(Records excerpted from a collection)
-------------------------
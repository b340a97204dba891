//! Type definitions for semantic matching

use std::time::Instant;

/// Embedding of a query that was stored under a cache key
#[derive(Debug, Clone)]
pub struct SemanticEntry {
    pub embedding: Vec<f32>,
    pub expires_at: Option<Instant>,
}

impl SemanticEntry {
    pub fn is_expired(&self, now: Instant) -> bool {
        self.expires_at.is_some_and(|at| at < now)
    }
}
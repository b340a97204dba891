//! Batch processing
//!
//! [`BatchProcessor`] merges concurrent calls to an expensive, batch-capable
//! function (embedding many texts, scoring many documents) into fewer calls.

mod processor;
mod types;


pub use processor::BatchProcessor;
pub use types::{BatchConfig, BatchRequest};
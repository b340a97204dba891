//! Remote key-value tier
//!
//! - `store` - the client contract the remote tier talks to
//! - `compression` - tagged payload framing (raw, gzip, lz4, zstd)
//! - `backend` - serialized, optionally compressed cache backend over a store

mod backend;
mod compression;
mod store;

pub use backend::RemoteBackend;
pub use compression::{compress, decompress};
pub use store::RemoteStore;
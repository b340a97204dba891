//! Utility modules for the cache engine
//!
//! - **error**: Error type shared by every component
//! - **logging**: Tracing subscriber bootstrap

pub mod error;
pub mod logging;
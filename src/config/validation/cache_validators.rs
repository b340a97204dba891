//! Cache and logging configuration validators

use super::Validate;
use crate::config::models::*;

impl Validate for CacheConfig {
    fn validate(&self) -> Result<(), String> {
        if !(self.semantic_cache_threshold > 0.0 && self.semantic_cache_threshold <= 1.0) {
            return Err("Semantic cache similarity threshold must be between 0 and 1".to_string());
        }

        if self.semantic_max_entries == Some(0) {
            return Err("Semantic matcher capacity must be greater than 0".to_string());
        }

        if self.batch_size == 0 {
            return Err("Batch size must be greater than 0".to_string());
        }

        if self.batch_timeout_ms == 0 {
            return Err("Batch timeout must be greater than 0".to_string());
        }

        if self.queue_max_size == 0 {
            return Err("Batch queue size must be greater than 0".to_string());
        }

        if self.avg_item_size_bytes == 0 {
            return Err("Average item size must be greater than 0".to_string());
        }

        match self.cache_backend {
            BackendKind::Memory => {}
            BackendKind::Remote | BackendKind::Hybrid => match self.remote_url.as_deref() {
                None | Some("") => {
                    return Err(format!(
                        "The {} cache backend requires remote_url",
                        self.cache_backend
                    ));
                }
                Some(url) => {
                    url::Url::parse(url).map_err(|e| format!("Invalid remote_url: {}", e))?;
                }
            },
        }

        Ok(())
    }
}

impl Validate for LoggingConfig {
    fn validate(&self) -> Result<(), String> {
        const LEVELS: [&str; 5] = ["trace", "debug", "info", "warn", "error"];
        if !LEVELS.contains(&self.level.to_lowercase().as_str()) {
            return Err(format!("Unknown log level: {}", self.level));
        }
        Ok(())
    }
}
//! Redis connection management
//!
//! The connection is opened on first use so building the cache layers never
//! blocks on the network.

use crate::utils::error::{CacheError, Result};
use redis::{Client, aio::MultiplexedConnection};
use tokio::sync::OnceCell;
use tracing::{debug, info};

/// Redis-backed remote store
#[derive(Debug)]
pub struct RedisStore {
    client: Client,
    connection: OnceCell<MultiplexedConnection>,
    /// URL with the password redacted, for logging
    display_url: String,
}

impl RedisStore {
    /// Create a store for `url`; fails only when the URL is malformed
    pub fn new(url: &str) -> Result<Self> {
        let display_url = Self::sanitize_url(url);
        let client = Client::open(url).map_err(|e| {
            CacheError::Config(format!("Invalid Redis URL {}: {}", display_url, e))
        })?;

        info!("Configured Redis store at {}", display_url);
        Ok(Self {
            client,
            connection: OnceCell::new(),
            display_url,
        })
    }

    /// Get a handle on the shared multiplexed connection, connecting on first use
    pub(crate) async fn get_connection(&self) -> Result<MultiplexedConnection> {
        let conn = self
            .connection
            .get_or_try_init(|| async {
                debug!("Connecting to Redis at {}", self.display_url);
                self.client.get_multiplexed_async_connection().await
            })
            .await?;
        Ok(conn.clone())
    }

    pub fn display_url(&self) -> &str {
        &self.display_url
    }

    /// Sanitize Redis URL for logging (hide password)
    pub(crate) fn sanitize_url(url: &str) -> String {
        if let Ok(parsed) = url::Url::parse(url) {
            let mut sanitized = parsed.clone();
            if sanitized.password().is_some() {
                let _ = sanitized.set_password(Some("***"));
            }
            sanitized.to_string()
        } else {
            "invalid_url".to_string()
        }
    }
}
-------------------------
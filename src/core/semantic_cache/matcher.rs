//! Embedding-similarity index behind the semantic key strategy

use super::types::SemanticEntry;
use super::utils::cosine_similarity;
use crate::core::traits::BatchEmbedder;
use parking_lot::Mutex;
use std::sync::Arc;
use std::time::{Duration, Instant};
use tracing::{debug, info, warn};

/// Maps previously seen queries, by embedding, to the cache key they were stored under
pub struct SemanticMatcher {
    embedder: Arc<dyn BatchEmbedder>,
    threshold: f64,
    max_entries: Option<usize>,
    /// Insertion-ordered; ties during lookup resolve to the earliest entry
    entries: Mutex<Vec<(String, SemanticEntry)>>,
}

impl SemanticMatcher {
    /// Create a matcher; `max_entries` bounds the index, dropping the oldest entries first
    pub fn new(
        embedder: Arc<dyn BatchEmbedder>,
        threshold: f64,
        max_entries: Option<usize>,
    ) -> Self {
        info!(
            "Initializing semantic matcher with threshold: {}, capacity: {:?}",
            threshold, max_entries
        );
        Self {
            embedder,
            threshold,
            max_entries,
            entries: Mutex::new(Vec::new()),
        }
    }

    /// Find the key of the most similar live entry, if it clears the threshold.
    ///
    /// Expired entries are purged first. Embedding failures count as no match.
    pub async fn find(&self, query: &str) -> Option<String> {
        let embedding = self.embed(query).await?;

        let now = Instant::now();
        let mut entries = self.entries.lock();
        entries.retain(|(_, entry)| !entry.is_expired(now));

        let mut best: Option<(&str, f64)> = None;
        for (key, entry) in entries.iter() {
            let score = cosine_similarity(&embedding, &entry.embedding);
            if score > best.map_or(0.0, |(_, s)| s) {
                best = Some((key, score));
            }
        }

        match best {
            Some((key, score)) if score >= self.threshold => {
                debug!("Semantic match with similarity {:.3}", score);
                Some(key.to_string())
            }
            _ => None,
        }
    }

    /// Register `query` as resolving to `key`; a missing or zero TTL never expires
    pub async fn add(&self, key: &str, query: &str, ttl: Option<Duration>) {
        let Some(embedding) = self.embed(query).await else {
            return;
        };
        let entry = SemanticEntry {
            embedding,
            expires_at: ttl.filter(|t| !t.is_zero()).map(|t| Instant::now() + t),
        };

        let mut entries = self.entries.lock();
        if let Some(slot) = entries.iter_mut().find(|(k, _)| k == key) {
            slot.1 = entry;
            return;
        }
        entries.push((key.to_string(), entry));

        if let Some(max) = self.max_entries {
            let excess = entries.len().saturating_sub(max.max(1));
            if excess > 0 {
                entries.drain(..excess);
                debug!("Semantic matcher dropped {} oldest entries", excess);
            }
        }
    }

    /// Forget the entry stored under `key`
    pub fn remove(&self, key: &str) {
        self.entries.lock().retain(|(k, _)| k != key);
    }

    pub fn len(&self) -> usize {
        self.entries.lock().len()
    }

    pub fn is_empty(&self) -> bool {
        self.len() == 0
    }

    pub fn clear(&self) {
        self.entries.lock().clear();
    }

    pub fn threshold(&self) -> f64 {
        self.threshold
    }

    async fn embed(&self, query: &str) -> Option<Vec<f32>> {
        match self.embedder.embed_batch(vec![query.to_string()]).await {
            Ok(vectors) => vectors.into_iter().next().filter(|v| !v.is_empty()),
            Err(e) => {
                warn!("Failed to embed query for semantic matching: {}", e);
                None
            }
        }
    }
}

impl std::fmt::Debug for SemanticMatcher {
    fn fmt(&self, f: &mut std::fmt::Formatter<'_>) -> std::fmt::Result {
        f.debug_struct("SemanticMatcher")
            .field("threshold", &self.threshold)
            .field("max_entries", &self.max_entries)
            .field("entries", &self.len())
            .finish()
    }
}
-------------------------
Pull out every line of the records above that contains the word "bool".

    pub fn is_expired(&self, now: Instant) -> bool {
    pub fn is_empty(&self) -> bool {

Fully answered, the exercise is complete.